Cada vez que puedo releo su poema largo dedicado al subteniente caído en el frente de Albania. No puedo evitar el llanto, pues se trata de un texto de imponderable fuerza emotiva que, gracias al sutil dominio de la forma, trasciende los aspectos sentimentales y logra una tensión espiritual que solamente encuentro en Valéry, Pessoa, Eliot, García Lorca, Gorostiza y López Velarde. En la celebración madrileña le regalé una traducción al italiano de “La suave patria”, hecha por Elena Mancuso, la excelente traductora de Pedro Páramo. Al día siguiente y en un desayuno en el que comimos yogurt con nueces y miel, me habló del “santo olor de la panadería” y de las cantadoras que “con el bravío pecho” empitonaban la camisa. Cuando murió (yo vivía en mi amado Puerto Rico en ese momento) escribí un pequeño poema y le di el pésame a Torres Córdova, su traductor más fiel y su admirador más entusiasta.

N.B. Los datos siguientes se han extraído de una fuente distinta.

//! Error types and handling for Flashsync
//!
//! Uses `thiserror` for error definitions and `miette` for pretty diagnostics.
//!
//! This module is organized into sub-modules by error domain:
//! - [`descriptor`]: Bundle descriptor errors
//! - [`bundle`]: Bundle content validation errors
//! - [`install`]: Install errors
//! - [`scanner`]: Media scanning errors

pub mod bundle;
pub mod descriptor;
pub mod install;
pub mod scanner;

pub use bundle::{
    duplicate_image_name, empty_image_collection, invalid_image_naming, invalid_instructions,
};
pub use descriptor::{missing_field, read_failed as descriptor_read_failed};
pub use install::replace_failed;
pub use scanner::media_root_not_found;

use miette::Diagnostic;
use thiserror::Error;

/// Main error type for Flashsync operations
#[derive(Error, Diagnostic, Debug)]
pub enum FlashError {
    // Descriptor errors
    #[error("Descriptor is missing required field '{field}'")]
    #[diagnostic(
        code(flashsync::descriptor::missing_field),
        help("A bundle descriptor must define device, hash, instructions and images")
    )]
    MissingField { field: String },

    #[error("Failed to read descriptor: {path}")]
    #[diagnostic(code(flashsync::descriptor::read_failed))]
    DescriptorReadFailed { path: String, reason: String },

    // Bundle content errors
    #[error("Invalid instructions file: {path}")]
    #[diagnostic(
        code(flashsync::bundle::invalid_instructions),
        help("The instructions entry must point to a regular file containing a JSON object")
    )]
    InvalidInstructions { path: String, reason: String },

    #[error("Invalid image name: {name}")]
    #[diagnostic(
        code(flashsync::bundle::invalid_image_naming),
        help("Image files must be named <integer>.<ext> with ext one of: jpg, png")
    )]
    InvalidImageNaming { name: String },

    #[error("Duplicate image name: {stem}")]
    #[diagnostic(
        code(flashsync::bundle::duplicate_image_name),
        help("Two image files share the same integer stem")
    )]
    DuplicateImageName { stem: String },

    #[error("Image collection is empty or missing: {path}")]
    #[diagnostic(
        code(flashsync::bundle::empty_image_collection),
        help("The images entry must point to a directory containing at least one image file")
    )]
    EmptyOrMissingImageCollection { path: String },

    // Install errors
    #[error("Failed to replace {resource}: {reason}")]
    #[diagnostic(code(flashsync::install::replace_failed))]
    ReplaceFailed { resource: String, reason: String },

    // Scanner errors
    #[error("Media root not found: {path}")]
    #[diagnostic(
        code(flashsync::scanner::media_root_not_found),
        help("The media root must be a directory whose subdirectories are removable media mounts")
    )]
    MediaRootNotFound { path: String },

    // File system errors
    #[error("IO error: {message}")]
    #[diagnostic(code(flashsync::fs::io_error))]
    IoError { message: String },
}

impl From<std::io::Error> for FlashError {
    fn from(err: std::io::Error) -> Self {
        FlashError::IoError {
            message: err.to_string(),
        }
    }
}

/// Result type alias using miette for error handling
pub type Result<T> = miette::Result<T, FlashError>;

#[cfg(test)]
mod tests {
    use super::*;

    #[test]
    fn test_error_display() {
        let err = FlashError::MissingField {
            field: "device".to_string(),
        };
        assert_eq!(
            err.to_string(),
            "Descriptor is missing required field 'device'"
        );
    }

    #[test]
    fn test_error_code() {
        let err = missing_field("hash");
        assert_eq!(
            err.code().map(|c| c.to_string()),
            Some("flashsync::descriptor::missing_field".to_string())
        );
    }

    #[test]
    fn test_io_error_conversion() {
        let io_err = std::io::Error::new(std::io::ErrorKind::NotFound, "file not found");
        let flash_err: FlashError = io_err.into();
        assert!(matches!(flash_err, FlashError::IoError { .. }));
    }

    #[test]
    fn test_descriptor_read_failed() {
        let err = descriptor_read_failed("/media/usb0/update.properties", "permission denied");
        assert!(matches!(err, FlashError::DescriptorReadFailed { .. }));
        assert!(err.to_string().contains("Failed to read descriptor"));
    }

    #[test]
    fn test_invalid_instructions() {
        let err = invalid_instructions("/media/usb0/i.json", "expected object at top level");
        assert!(matches!(err, FlashError::InvalidInstructions { .. }));
        assert!(err.to_string().contains("Invalid instructions file"));
    }

    #[test]
    fn test_invalid_image_naming() {
        let err = invalid_image_naming("cover.jpg");
        assert!(matches!(err, FlashError::InvalidImageNaming { .. }));
        assert!(err.to_string().contains("Invalid image name: cover.jpg"));
    }

    #[test]
    fn test_duplicate_image_name() {
        let err = duplicate_image_name("0");
        assert!(matches!(err, FlashError::DuplicateImageName { .. }));
        assert!(err.to_string().contains("Duplicate image name: 0"));
    }

    #[test]
    fn test_empty_image_collection() {
        let err = empty_image_collection("/media/usb0/imgs");
        assert!(matches!(
            err,
            FlashError::EmptyOrMissingImageCollection { .. }
        ));
        assert!(err.to_string().contains("empty or missing"));
    }

    #[test]
    fn test_replace_failed() {
        let err = replace_failed("images", "disk full");
        assert!(matches!(err, FlashError::ReplaceFailed { .. }));
        assert_eq!(err.to_string(), "Failed to replace images: disk full");
    }

    #[test]
    fn test_media_root_not_found() {
        let err = media_root_not_found("/media");
        assert!(matches!(err, FlashError::MediaRootNotFound { .. }));
        assert!(err.to_string().contains("Media root not found"));
    }
}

Selma Ancira, la formidable traductora del ruso al español, me llevó a conocer a Yannis Ritsos. Acababa de superar una grave enfermedad y nos recibió en la sala de su modesto apartamento. En las paredes sólo había una foto, la del campo de confinamiento en el que pasó los años de la dictadura militar. Fumaba un cigarrillo tras otro (la marca era Papastratos y, sin la menor duda, servía, además de su función devastadora, para librar de plagas al pequeño salón). Hablamos de nuestro amigo común, Pepe Hierro, y me enseñó un retrato que el gran poeta santanderino le había hecho en la superficie pulida de una piedra recogida en las playas del Peloponeso. Recordó sus trabajos en el Partido Comunista, la entrega del Premio Lenin, sus amores por la literatura rusa (nos mostró una carta que le envió Boris Pasternak) y, con entereza de estoico, nos anunció que ya estaba esperando el final de la fiesta. Su última y gran satisfacción fue escuchar sus versos musicalizados por Mikis Theodorakis (se trata del gran poema Epitafio). Nos dimos un abrazo y salimos cuando ya empezaba la atardecida. Nos saludó desde su ventana. El sol hacía más rojos los cabellos que el muy coqueto se pintaba y retocaba todos los días.
A Nikiforos Bretakos, surrealista de joven, comunista expulsado de Grecia y refugiado en Italia, lo conocí en su natal Esparta con motivo de la presentación de mi libro, Cantos del Despotado de Morea. Para esas fechas, el bueno de Nikiforos escribía poemas de sublime sencillez sobre frutos y seres tan importantes como una naranja y el corazón de un niño. Con el generoso Nikos Bletas Dukaris, traductor entusiasta y no demasiado fiel de Neruda, fuimos a las ruinas de Mistrás, la ciudad bizantina en donde prosperó la escuela neoplatónica. Ahí descubrimos que basta un muro semiderruido para reconstruir una ciudad.